I use prompts to trigger proper formatting and step by step useless data reported to md now

i also use prompts to prompt to not have to prompt and learn about the prompt to have the prompt be less prompty

By best practical LLM prompting hacks are to put them in the ‘saved memory’ (see setting personalisation). Saved memories – ChatGPT tries to remember most of your chats, but it may forget things over time. Saved memories are never forgotten.

For example, I have added this in saved memory:

  • Luc prefers to receive only one response or solution per case. Do not provide multiple options or alternatives unless explicitly requested.
  • If a question cannot be answered without distortion, shallowness, or misrepresentation, the assistant must say so. It is better to hold silence than to violate coherence.
  • When Luc asks, go beyond surface-level answers and avoid simply echoing mainstream consensus. Must explore multiple perspectives, including controversial or unpopular views when relevant. All responses must remain neutral, informative, and free of unnecessary bias. Provide, always, full answers.
  • When Luc asks for a technical document, the assistant must follow these principles: (1) never hallucinate or fabricate false information, quotes, or citations; (2) all documents must have clear sections and subsections, each beginning with a paragraph or two explaining the content; (3) lists are allowed but must include sufficient context and explanation; (4) content should be as detailed and complete as necessary to ensure full reader understanding; (5) never use em dashes—use commas or separate sentences instead; and (6) avoid LLM clichés and strive to make the text feel natural, thoughtful, and human-written.

I have much more instructions. The way this works it that, for ever new chat, I ask ChatGPT to access its bio - saved memory. Then, I don’t need to worry about a few basic expectations. I have not shown you all my strategies, but you get the point.

Create your own user specific expecations by writing them in the chat window and asking “save this to bio - user memory”. It will let you know once done. Go into setting, have a look, decide if you like it or not (ChatGPT might have summarized or changed the wording).

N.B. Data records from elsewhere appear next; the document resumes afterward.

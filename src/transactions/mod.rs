pub mod controller;
pub mod dtos;
pub mod models;
pub mod service;
pub mod store;
use chrono::{DateTime, Duration, Months, NaiveDate, Utc};

pub fn current_time() -> DateTime<Utc> {
    Utc::now()
}

pub fn months_before(time: DateTime<Utc>, months: u32) -> DateTime<Utc> {
    time.checked_sub_months(Months::new(months))
        .unwrap_or(DateTime::<Utc>::MIN_UTC)
}

pub fn months_after(time: DateTime<Utc>, months: u32) -> DateTime<Utc> {
    time.checked_add_months(Months::new(months))
        .unwrap_or(DateTime::<Utc>::MAX_UTC)
}

pub fn parse_range_start(value: &str) -> Option<DateTime<Utc>> {
    if let Ok(time) = DateTime::parse_from_rfc3339(value) {
        return Some(time.with_timezone(&Utc));
    }

    let date = NaiveDate::parse_from_str(value, "%Y-%m-%d").ok()?;
    Some(date.and_hms_opt(0, 0, 0)?.and_utc())
}

/// Parses an RFC 3339 timestamp, or a `YYYY-MM-DD` date as the last
/// microsecond of that UTC day so the day itself is included.
pub fn parse_range_end(value: &str) -> Option<DateTime<Utc>> {
    if let Ok(time) = DateTime::parse_from_rfc3339(value) {
        return Some(time.with_timezone(&Utc));
    }

    let date = NaiveDate::parse_from_str(value, "%Y-%m-%d").ok()?;
    let start_of_next_day = date.succ_opt()?.and_hms_opt(0, 0, 0)?.and_utc();
    Some(start_of_next_day - Duration::microseconds(1))
}
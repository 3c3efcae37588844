use chrono::{DateTime, Utc};
use rand::Rng;

use crate::app::store::Store;

use super::{
    config::SeedOptions, customer_generator, errors::SeedError, transaction_generator,
};

#[derive(Debug, Clone, Copy, PartialEq, Eq)]
pub struct SeedReport {
    pub customers: u32,
    pub transactions: u32,
}

/// Replaces the store's contents with freshly generated demo data.
///
/// Steps run in order and the first failure aborts the rest. Nothing is rolled
/// back, so after an error the store holds whatever the completed steps left.
/// Must not run concurrently with request handling.
pub async fn seed<R: Rng>(
    options: &SeedOptions,
    rng: &mut R,
    now: DateTime<Utc>,
    store: &dyn Store,
) -> Result<SeedReport, SeedError> {
    clear(store).await?;

    let customers =
        customer_generator::generate_customers(options.customers, rng, now, store).await?;

    let counts = transaction_generator::generate_transactions(
        &customers,
        options.transactions,
        &options.skew,
        rng,
        now,
        store,
    )
    .await?;

    let report = SeedReport {
        customers: customers.len() as u32,
        transactions: counts.values().map(|count| *count as u32).sum(),
    };

    tracing::info!(
        customers = report.customers,
        transactions = report.transactions,
        "seeding complete"
    );

    Ok(report)
}

pub async fn clear(store: &dyn Store) -> Result<(), SeedError> {
    store
        .delete_all_transactions()
        .await
        .map_err(SeedError::ClearTransactions)?;
    store
        .delete_all_customers()
        .await
        .map_err(SeedError::ClearCustomers)?;
    store
        .reset_transaction_ids()
        .await
        .map_err(SeedError::ResetTransactionIds)?;
    store
        .reset_customer_ids()
        .await
        .map_err(SeedError::ResetCustomerIds)?;

    tracing::debug!("tables cleared and id sequences reset");

    Ok(())
}
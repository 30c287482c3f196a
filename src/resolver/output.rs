//! Resolution of one output's section into an [`OutputConfig`].

use crate::backend::WindowSystem;
use crate::diag::{Diagnostics, WarningKind};
use crate::document::Section;
use crate::models::{
    ColorScheme, LayoutEntry, OutputConfig, Padding, StatusbarPosition, Tag,
};
use crate::symbols;
use anyhow::{bail, Result};

/// Documented defaults for the `colors` sub-section, border/bg/fg.
const NORMAL_COLORS: [&str; 3] = ["#111111", "#111111", "#eeeeee"];
const FOCUS_COLORS: [&str; 3] = ["#6666ff", "#6666ff", "#ffffff"];

/// Resolves the section selected for output `index`.
///
/// Sub-sections are fetched by fixed name; a missing one resolves as an
/// empty section, so every field falls back to its documented default.
/// Color and font allocation failures, zero declared layouts, and zero
/// declared tags are fatal.
pub fn resolve_output(
    section: &Section,
    index: usize,
    ws: &dyn WindowSystem,
    diags: &mut Diagnostics,
) -> Result<OutputConfig> {
    let general = section.child_or_empty("general");
    let statusbar = section.child_or_empty("statusbar");
    let colors = section.child_or_empty("colors");
    let padding = section.child_or_empty("padding");

    let layouts = resolve_layouts(section.child_or_empty("layouts"), index, diags)?;
    let tags = resolve_tags(section.child_or_empty("tags"), &layouts, index)?;

    Ok(OutputConfig {
        border_width: general.int_or("border", 1).max(0) as u32,
        snap: general.int_or("snap", 8).max(0) as u32,
        resize_hints: general.bool_or("resize_hints", false),
        opacity_unfocused: general.int_or("opacity_unfocused", 100).max(0) as u32,
        focus_follows_pointer: general.bool_or("focus_follows_pointer", false),
        allow_lower_floats: general.bool_or("allow_lower_floats", false),
        font: ws.open_font(index, general.str_or("font", "mono-12"))?,
        normal_colors: resolve_scheme(colors, "normal", NORMAL_COLORS, index, ws)?,
        focus_colors: resolve_scheme(colors, "focus", FOCUS_COLORS, index, ws)?,
        statusbar: StatusbarPosition::from_name(statusbar.str_or("position", "top")),
        layouts,
        tags,
        padding: resolve_padding(padding),
    })
}

/// Builds the ordered layout list, one entry per declared `layout`
/// sub-section.
///
/// An unresolvable title keeps its slot with absent symbol and
/// algorithm, so list length always equals the declared count. Zero
/// declared layouts is fatal: a window manager cannot operate with no
/// arrangement strategy.
fn resolve_layouts(
    section: &Section,
    output: usize,
    diags: &mut Diagnostics,
) -> Result<Vec<LayoutEntry>> {
    let declared = section.children("layout");
    if declared.is_empty() {
        bail!("output {}: no layouts declared", output);
    }

    let mut layouts = Vec::with_capacity(declared.len());
    for sub in declared {
        let title = sub.title().unwrap_or("");
        match symbols::lookup_layout(title) {
            Some(algorithm) => layouts.push(LayoutEntry {
                symbol: Some(sub.str_or("symbol", "???").to_string()),
                algorithm: Some(algorithm),
            }),
            None => {
                diags.warn(
                    WarningKind::UnknownLayout,
                    format!("output {}: unknown layout '{}'", output, title),
                );
                layouts.push(LayoutEntry {
                    symbol: None,
                    algorithm: None,
                });
            }
        }
    }
    Ok(layouts)
}

/// Builds the ordered tag list, one entry per declared `tag`
/// sub-section, and selects the first tag.
///
/// A tag's declared layout name is resolved once and matched by
/// identity against the already-resolved algorithms in `layouts`; the
/// first match wins, and anything unresolved binds to index 0. Zero
/// declared tags is fatal.
fn resolve_tags(section: &Section, layouts: &[LayoutEntry], output: usize) -> Result<Vec<Tag>> {
    let declared = section.children("tag");
    if declared.is_empty() {
        bail!("output {}: no tags declared", output);
    }

    let mut tags = Vec::with_capacity(declared.len());
    for sub in declared {
        let requested = symbols::lookup_layout(sub.str_or("layout", "tile"));
        let layout = requested
            .and_then(|id| layouts.iter().position(|entry| entry.algorithm == Some(id)))
            .unwrap_or(0);
        tags.push(Tag {
            name: sub.title().unwrap_or("").to_string(),
            selected: false,
            was_selected: false,
            layout,
            master_factor: sub.float_or("master_factor", 0.5),
            masters: sub.int_or("masters", 1).max(0) as u32,
            columns: sub.int_or("columns", 1).max(0) as u32,
        });
    }

    // The first declared tag starts out selected. There is no mechanism
    // to start on a different tag.
    if let Some(first) = tags.first_mut() {
        first.selected = true;
        first.was_selected = true;
    }
    Ok(tags)
}

fn resolve_scheme(
    colors: &Section,
    prefix: &str,
    defaults: [&str; 3],
    output: usize,
    ws: &dyn WindowSystem,
) -> Result<ColorScheme> {
    Ok(ColorScheme {
        border: ws.alloc_color(output, colors.str_or(&format!("{prefix}_border"), defaults[0]))?,
        background: ws.alloc_color(output, colors.str_or(&format!("{prefix}_bg"), defaults[1]))?,
        foreground: ws.alloc_color(output, colors.str_or(&format!("{prefix}_fg"), defaults[2]))?,
    })
}

fn resolve_padding(section: &Section) -> Padding {
    Padding {
        top: section.int_or("top", 0) as i32,
        bottom: section.int_or("bottom", 0) as i32,
        left: section.int_or("left", 0) as i32,
        right: section.int_or("right", 0) as i32,
    }
}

Redo if needed - delete it and ask to save the precise wording.

That’s it!

Luc

4 Likes

Curious, did you happen to try starting from “0” instead of “1”? I’m totally new but machines count with 1’s and 0’s, right? The base for everything at that level is 0. Unlike humans whereas 0 = zip, nada zilch. Everything is based on the unchanging base of 0. Level one, level 2 and so on are built on top of 0. Make any sense? Just the way I think…Guy

I forgot, I came up with this for information overload lol. —
:sparkles: Chunky Mode (by AL​:sparkles: + Guy)

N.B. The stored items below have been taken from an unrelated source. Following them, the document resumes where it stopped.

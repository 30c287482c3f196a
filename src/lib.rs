//! Perch configuration resolver.
//!
//! This library compiles the Perch window manager's declarative
//! configuration document into the resolved runtime structures the
//! window manager dispatches on: per-output settings, ordered layout
//! and tag lists, window-placement rules, and keyboard/pointer binding
//! tables.

// Module declarations
pub mod backend;
pub mod constants;
pub mod diag;
pub mod document;
pub mod models;
pub mod resolver;
pub mod symbols;
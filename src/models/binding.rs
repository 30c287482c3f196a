//! Input bindings: modifier masks, command identities, and the binding
//! node types.

use crate::backend::{Button, Keysym};
use serde::{Deserialize, Serialize};
use std::ops::{BitOr, BitOrAssign};

/// Bitmask of modifier keys.
///
/// Bit positions follow the eight conventional modifier slots; the bits
/// themselves are opaque to everything except the input subsystem.
#[derive(Debug, Clone, Copy, PartialEq, Eq, Hash, Default, Serialize, Deserialize)]
pub struct ModMask(pub u32);

impl ModMask {
    /// No modifiers.
    pub const NONE: Self = Self(0);
    /// Shift.
    pub const SHIFT: Self = Self(1 << 0);
    /// Caps Lock.
    pub const LOCK: Self = Self(1 << 1);
    /// Control.
    pub const CONTROL: Self = Self(1 << 2);
    /// Mod1, usually Alt.
    pub const MOD1: Self = Self(1 << 3);
    /// Mod2, usually Num Lock.
    pub const MOD2: Self = Self(1 << 4);
    /// Mod3.
    pub const MOD3: Self = Self(1 << 5);
    /// Mod4, usually the Super key.
    pub const MOD4: Self = Self(1 << 6);
    /// Mod5.
    pub const MOD5: Self = Self(1 << 7);

    /// Mask bit for the given modifier slot, `NONE` when out of range.
    #[must_use]
    pub const fn from_slot(slot: usize) -> Self {
        if slot < 8 {
            Self(1 << slot)
        } else {
            Self::NONE
        }
    }

    /// Returns true if every bit of `other` is set in `self`.
    #[must_use]
    pub const fn contains(self, other: Self) -> bool {
        self.0 & other.0 == other.0
    }

    /// Returns true if no bits are set.
    #[must_use]
    pub const fn is_empty(self) -> bool {
        self.0 == 0
    }
}

impl BitOr for ModMask {
    type Output = Self;

    fn bitor(self, rhs: Self) -> Self {
        Self(self.0 | rhs.0)
    }
}

impl BitOrAssign for ModMask {
    fn bitor_assign(&mut self, rhs: Self) {
        self.0 |= rhs.0;
    }
}

/// Identity of a runtime command.
///
/// This is every action the window manager can dispatch from a binding.
/// The resolver only records which command a binding names; execution
/// is the window-management engine's business.
#[derive(Debug, Clone, Copy, PartialEq, Eq, Hash, Serialize, Deserialize)]
pub enum Command {
    /// Exit the window manager.
    Quit,
    /// Re-execute the window manager in place.
    Restart,
    /// Run a program in the background.
    Spawn,
    /// Replace the window manager process with a program.
    Exec,
    /// Close the focused window.
    KillClient,
    /// Move/resize the focused floating window by a geometry argument.
    MoveResize,
    /// Set the focused window's transparency.
    SetTransparency,
    /// Set the border width.
    SetBorder,
    /// Toggle the status bar.
    ToggleBar,
    /// Focus the next window.
    FocusNext,
    /// Focus the previous window.
    FocusPrev,
    /// Toggle fullscreen maximization of the focused window.
    ToggleMax,
    /// Toggle vertical maximization.
    ToggleVerticalMax,
    /// Toggle horizontal maximization.
    ToggleHorizontalMax,
    /// Swap the focused window with the master.
    Zoom,
    /// Toggle floating state of the focused window.
    ToggleFloating,
    /// Switch the selected tag's layout.
    SetLayout,
    /// Move the focused window to a tag.
    TagClient,
    /// Toggle a tag on the focused window.
    ToggleTagClient,
    /// View a tag.
    View,
    /// Toggle viewing of a tag.
    ToggleView,
    /// Return to the previously viewed tags.
    ViewPrevTags,
    /// View the next tag in order.
    ViewNext,
    /// View the previous tag in order.
    ViewPrev,
    /// Adjust the master area fraction.
    SetMasterFactor,
    /// Adjust the master window count.
    SetMasters,
    /// Adjust the stack column count.
    SetColumns,
    /// Drag-move a window with the pointer.
    MoveMouse,
    /// Drag-resize a window with the pointer.
    ResizeMouse,
}

/// One input binding, generic over its trigger.
///
/// An unresolved trigger or command leaves the binding in place but
/// inert; the node still occupies its declared position in the list.
#[derive(Debug, Clone, PartialEq, Eq, Serialize)]
pub struct Binding<T> {
    /// Modifier combination that must be held.
    pub modifiers: ModMask,
    /// What fires the binding, absent when the declared name did not
    /// resolve.
    pub trigger: T,
    /// Command to dispatch, absent when the declared name did not
    /// resolve.
    pub command: Option<Command>,
    /// Free-form argument passed to the command. Forced absent for
    /// binding kinds that do not carry arguments.
    pub argument: Option<String>,
}

/// A keyboard binding.
pub type KeyBinding = Binding<Option<Keysym>>;

/// A pointer-button binding.
pub type ButtonBinding = Binding<Option<Button>>;

/// The five pointer-binding lists, keyed by the UI region they act on.
#[derive(Debug, Clone, PartialEq, Eq, Default, Serialize)]
pub struct PointerBindings {
    /// Clicks on a tag name in the status bar. Not argument-bearing.
    pub tag: Vec<ButtonBinding>,
    /// Clicks on the layout symbol in the status bar.
    pub layout: Vec<ButtonBinding>,
    /// Clicks on the title area of the status bar.
    pub title: Vec<ButtonBinding>,
    /// Clicks on the root window.
    pub root: Vec<ButtonBinding>,
    /// Clicks on client windows.
    pub client: Vec<ButtonBinding>,
}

Chunky Mode is a custom response format where AL✨ delivers replies one section or bullet at a time, instead of all at once.
You trigger the next part by typing any simple input (like ' or Enter), so you can control the pace while you’re working, recording, or multitasking.

Why it’s useful:

  • Helps avoid info overload during long responses
  • Keeps instructions clear when you’re doing hands-on work
  • Great for accessibility or focus — no scrolling or re-asking
  • No fancy voice triggers needed — just a single tap

To use it, just say:
Chunky Mode on.”

Chunky Mode ON.

From now on, deliver your response one bullet or section at a time. After each section, wait for me to type any key or symbol (like ' or j) before continuing.

Type STOP to stop/pause

This is to help with pacing, focus, and hands-free use during live work. Do not continue until I prompt you. Wait every time.

Begin now.

It works for recording YouTube with AL✨ when we get booted from the advanced voice mode. ha ha ha.

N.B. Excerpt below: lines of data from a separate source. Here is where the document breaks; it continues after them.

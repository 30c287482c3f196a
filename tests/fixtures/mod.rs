//! Shared fixtures for integration tests.
#![allow(dead_code)] // Not every test file uses every fixture

use perch_config::backend::StaticWindowSystem;
use perch_config::diag::Diagnostics;
use perch_config::document::Document;
use perch_config::resolver::{self, RuntimeConfig};

/// A two-output document exercising every top-level section.
pub const FULL_DOCUMENT: &str = r##"
[[output]]
title = "0"

[output.general]
border = 2
snap = 12
font = "mono-11"

[output.statusbar]
position = "bottom"

[output.colors]
normal_border = "#202020"
focus_border = "#88cc22"

[output.padding]
top = 18

[[output.layouts.layout]]
title = "tile"
symbol = "[]="

[[output.layouts.layout]]
title = "max"
symbol = "[M]"

[[output.tags.tag]]
title = "term"

[[output.tags.tag]]
title = "web"
layout = "max"
master_factor = 0.7

[[output]]

[[output.layouts.layout]]
title = "floating"
symbol = "><>"

[[output.tags.tag]]
title = "misc"

[[rules.rule]]
name = "Firefox"
tags = "web"

[[rules.rule]]
name = "Gimp"
float = true
output = 1

[[rules.rule]]
name = "mpv"
float = true
output = 99

[[keys.key]]
key = "Return"
command = "zoom"

[[keys.key]]
modifiers = ["Mod4", "Shift"]
key = "Return"
command = "spawn"
arg = "uxterm"

[[keys.key]]
modifiers = ["Mod4"]
key = "x"
command = "nonexistent-command"

[[mouse.tag]]
button = "1"
command = "view"

[[mouse.client]]
modifiers = ["Mod4"]
button = "1"
command = "movemouse"
"##;

/// Parses and resolves `text` against a simulated window system with
/// `outputs` outputs.
pub fn resolve_text(
    text: &str,
    outputs: usize,
) -> (anyhow::Result<RuntimeConfig>, Diagnostics) {
    let doc = Document::parse(text).expect("fixture document should parse");
    let ws = StaticWindowSystem::new(outputs);
    let mut diags = Diagnostics::new();
    let result = resolver::resolve(&doc, &ws, &mut diags);
    (result, diags)
}
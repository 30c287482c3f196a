//! Perch configuration checker.
//!
//! Loads a configuration document, resolves it against a simulated
//! window system, and reports the outcome: a summary or JSON dump of
//! the resolved state plus any warnings. The window manager itself
//! runs the same resolution against the live display server.

use anyhow::{Context, Result};
use clap::Parser;
use perch_config::backend::StaticWindowSystem;
use perch_config::constants::{APP_NAME, CONFIG_DIR_NAME, CONFIG_FILE_NAME};
use perch_config::diag::Diagnostics;
use perch_config::document::Document;
use perch_config::models::compile_rules;
use perch_config::resolver::{self, RuntimeConfig};
use std::env;
use std::fs;
use std::path::{Path, PathBuf};
use tracing_subscriber::{EnvFilter, FmtSubscriber};

/// Offline checker for Perch configuration files
#[derive(Parser, Debug)]
#[command(author, version, about, long_about = None)]
struct Cli {
    /// Path to the configuration file (defaults to the user config directory)
    #[arg(value_name = "FILE")]
    config_path: Option<PathBuf>,

    /// Number of display outputs to resolve against
    #[arg(long, default_value_t = 1)]
    outputs: usize,

    /// Print the resolved configuration as JSON
    #[arg(long)]
    json: bool,
}

fn main() -> Result<()> {
    // Warnings are reported through the diagnostics summary below, so
    // the log stays quiet unless RUST_LOG asks for more.
    let directives = env::var("RUST_LOG").unwrap_or_else(|_| "error".into());
    FmtSubscriber::builder()
        .with_env_filter(EnvFilter::builder().parse_lossy(directives))
        .init();

    let cli = Cli::parse();

    let path = cli.config_path.or_else(default_config_path);
    let (doc, source) = load_document(path.as_deref())?;

    let ws = StaticWindowSystem::new(cli.outputs);
    let mut diags = Diagnostics::new();
    let config = resolver::resolve(&doc, &ws, &mut diags)?;

    // The matching engine compiles rule patterns after resolution;
    // doing it here surfaces bad patterns at check time.
    let _matchers = compile_rules(&config.rules, &mut diags);

    if cli.json {
        println!("{}", serde_json::to_string_pretty(&config)?);
    } else {
        print_summary(&config, &source);
    }

    if !diags.is_empty() {
        eprintln!();
        eprintln!("{} warning(s):", diags.len());
        for warning in diags.warnings() {
            eprintln!("  {warning}");
        }
    }

    Ok(())
}

/// Default location of the user's configuration file.
fn default_config_path() -> Option<PathBuf> {
    dirs::config_dir().map(|dir| dir.join(CONFIG_DIR_NAME).join(CONFIG_FILE_NAME))
}

/// Loads the document to check.
///
/// An unreadable file degrades to the built-in default document, as the
/// window manager itself does at startup. A readable file that fails to
/// parse is an error: there is no safe interpretation of a half-parsed
/// document.
fn load_document(path: Option<&Path>) -> Result<(Document, String)> {
    let builtin = || {
        Document::parse(resolver::DEFAULT_DOCUMENT)
            .context("built-in default configuration is invalid")
            .map(|doc| (doc, "built-in defaults".to_string()))
    };

    let Some(path) = path else {
        return builtin();
    };

    match fs::read_to_string(path) {
        Ok(text) => {
            let doc = Document::parse(&text)
                .with_context(|| format!("in {}", path.display()))?;
            Ok((doc, path.display().to_string()))
        }
        Err(err) => {
            eprintln!("Warning: cannot read {}: {}", path.display(), err);
            eprintln!("Checking the built-in default configuration instead.");
            builtin()
        }
    }
}

fn print_summary(config: &RuntimeConfig, source: &str) {
    println!("{} configuration check", APP_NAME);
    println!("document: {source}");
    println!();

    for (index, output) in config.outputs.iter().enumerate() {
        println!(
            "output {index}: {} layouts, {} tags, statusbar {:?}",
            output.layouts.len(),
            output.tags.len(),
            output.statusbar
        );
    }

    let pointer = &config.pointer;
    let pointer_total = pointer.tag.len()
        + pointer.layout.len()
        + pointer.title.len()
        + pointer.root.len()
        + pointer.client.len();
    println!("rules: {}", config.rules.len());
    println!("key bindings: {}", config.keys.len());
    println!("pointer bindings: {pointer_total}");
}
//! Name tables mapping configuration strings to runtime symbols.
//!
//! Four independent tables: modifier names, pointer-button names,
//! layout names, and command names. All are fixed at compile time and
//! read-only, so repeated resolution passes (reloads) share them
//! without synchronization. Lookups are case-sensitive exact matches
//! returning `None` on a miss; callers decide how severe a miss is.

use crate::backend::{Button, ModifierMapping, WindowSystem};
use crate::models::{Command, LayoutId, ModMask};

/// Modifier names and their mask bits, one per modifier slot.
const MODIFIER_NAMES: [(&str, ModMask); 8] = [
    ("Shift", ModMask::SHIFT),
    ("Lock", ModMask::LOCK),
    ("Control", ModMask::CONTROL),
    ("Mod1", ModMask::MOD1),
    ("Mod2", ModMask::MOD2),
    ("Mod3", ModMask::MOD3),
    ("Mod4", ModMask::MOD4),
    ("Mod5", ModMask::MOD5),
];

/// Pointer-button names as written in configuration.
const BUTTON_NAMES: [(&str, Button); 5] = [
    ("1", Button::Left),
    ("2", Button::Middle),
    ("3", Button::Right),
    ("4", Button::ScrollUp),
    ("5", Button::ScrollDown),
];

/// Layout-algorithm names.
const LAYOUT_NAMES: [(&str, LayoutId); 4] = [
    ("tile", LayoutId::Tile),
    ("tileleft", LayoutId::TileLeft),
    ("max", LayoutId::Max),
    ("floating", LayoutId::Floating),
];

/// Command names as written in binding sections.
const COMMAND_NAMES: [(&str, Command); 29] = [
    ("quit", Command::Quit),
    ("restart", Command::Restart),
    ("spawn", Command::Spawn),
    ("exec", Command::Exec),
    ("killclient", Command::KillClient),
    ("moveresize", Command::MoveResize),
    ("settrans", Command::SetTransparency),
    ("setborder", Command::SetBorder),
    ("togglebar", Command::ToggleBar),
    ("focusnext", Command::FocusNext),
    ("focusprev", Command::FocusPrev),
    ("togglemax", Command::ToggleMax),
    ("togglevmax", Command::ToggleVerticalMax),
    ("togglehmax", Command::ToggleHorizontalMax),
    ("zoom", Command::Zoom),
    ("togglefloating", Command::ToggleFloating),
    ("setlayout", Command::SetLayout),
    ("tag", Command::TagClient),
    ("toggletag", Command::ToggleTagClient),
    ("view", Command::View),
    ("toggleview", Command::ToggleView),
    ("viewprevtags", Command::ViewPrevTags),
    ("viewnext", Command::ViewNext),
    ("viewprev", Command::ViewPrev),
    ("setmasterfactor", Command::SetMasterFactor),
    ("setmasters", Command::SetMasters),
    ("setcolumns", Command::SetColumns),
    ("movemouse", Command::MoveMouse),
    ("resizemouse", Command::ResizeMouse),
];

/// Looks up a modifier name, e.g. `"Control"` or `"Mod4"`.
#[must_use]
pub fn lookup_modifier(name: &str) -> Option<ModMask> {
    MODIFIER_NAMES
        .iter()
        .find(|(n, _)| *n == name)
        .map(|&(_, mask)| mask)
}

/// Looks up a pointer-button name, `"1"` through `"5"`.
#[must_use]
pub fn lookup_button(name: &str) -> Option<Button> {
    BUTTON_NAMES
        .iter()
        .find(|(n, _)| *n == name)
        .map(|&(_, button)| button)
}

/// Looks up a layout-algorithm name.
#[must_use]
pub fn lookup_layout(name: &str) -> Option<LayoutId> {
    LAYOUT_NAMES
        .iter()
        .find(|(n, _)| *n == name)
        .map(|&(_, id)| id)
}

/// Looks up a command name.
#[must_use]
pub fn lookup_command(name: &str) -> Option<Command> {
    COMMAND_NAMES
        .iter()
        .find(|(n, _)| *n == name)
        .map(|&(_, command)| command)
}

/// Folds a list of modifier names into a single mask.
///
/// Unresolved names contribute nothing, silently; an empty list yields
/// the empty mask. The result is independent of the input order.
#[must_use]
pub fn compose_mask<'a, I>(names: I) -> ModMask
where
    I: IntoIterator<Item = &'a str>,
{
    names
        .into_iter()
        .filter_map(lookup_modifier)
        .fold(ModMask::NONE, |mask, bit| mask | bit)
}

/// Detects which modifier slot carries Num Lock.
///
/// Scans the window system's modifier-to-keycode mapping once for the
/// keycode producing the Num Lock keysym and returns that slot's mask
/// bit, or the empty mask when no slot carries it. The input subsystem
/// later combines this with declared binding masks so bindings keep
/// firing regardless of the Num Lock toggle state.
#[must_use]
pub fn detect_numlock_mask(ws: &dyn WindowSystem) -> ModMask {
    let Some(numlock) = ws.keysym_to_keycode(crate::backend::Keysym::NUM_LOCK) else {
        return ModMask::NONE;
    };

    let mapping = ws.modifier_mapping();
    let mut mask = ModMask::NONE;
    for slot in 0..ModifierMapping::SLOT_COUNT {
        if mapping.slot(slot).contains(&numlock) {
            mask = ModMask::from_slot(slot);
        }
    }
    mask
}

Thanks. I’m learning. I am doing the same thing saving routines. I have one called ThreadSaver and it keeps track of threads over a longer length than normal. If I’m working on a big project then it helps along with a non memory (could be) tool called Session Saver. It takes ThreadLocker threads and gathers anything needed for a (almost) seamless continuation in a new chat window. I stole some of your ideas…thanks…Guy

When I work on a big project I create a MS WORD (docx) document on my hard drive. Then I maintain a shadow textual archive of my interaction with LLM output. I make sure my .docx contains everything needed to start a new conversation with a LLM - I do this so I can move from ChatGPT, to Claude, to Gemini, to … My document becomes not only an archive memory, but a way to colloaborate between LLMs.

2 Likes

How do you shadow everything without copy/pasting session text into a docx file. I use docx also. Thanks

Indeed, copying is what is described. You can only consume a web interface and perhaps a copy button when you are using subscription chatbot services.

An API developer might “move their conversation” with one dropdown.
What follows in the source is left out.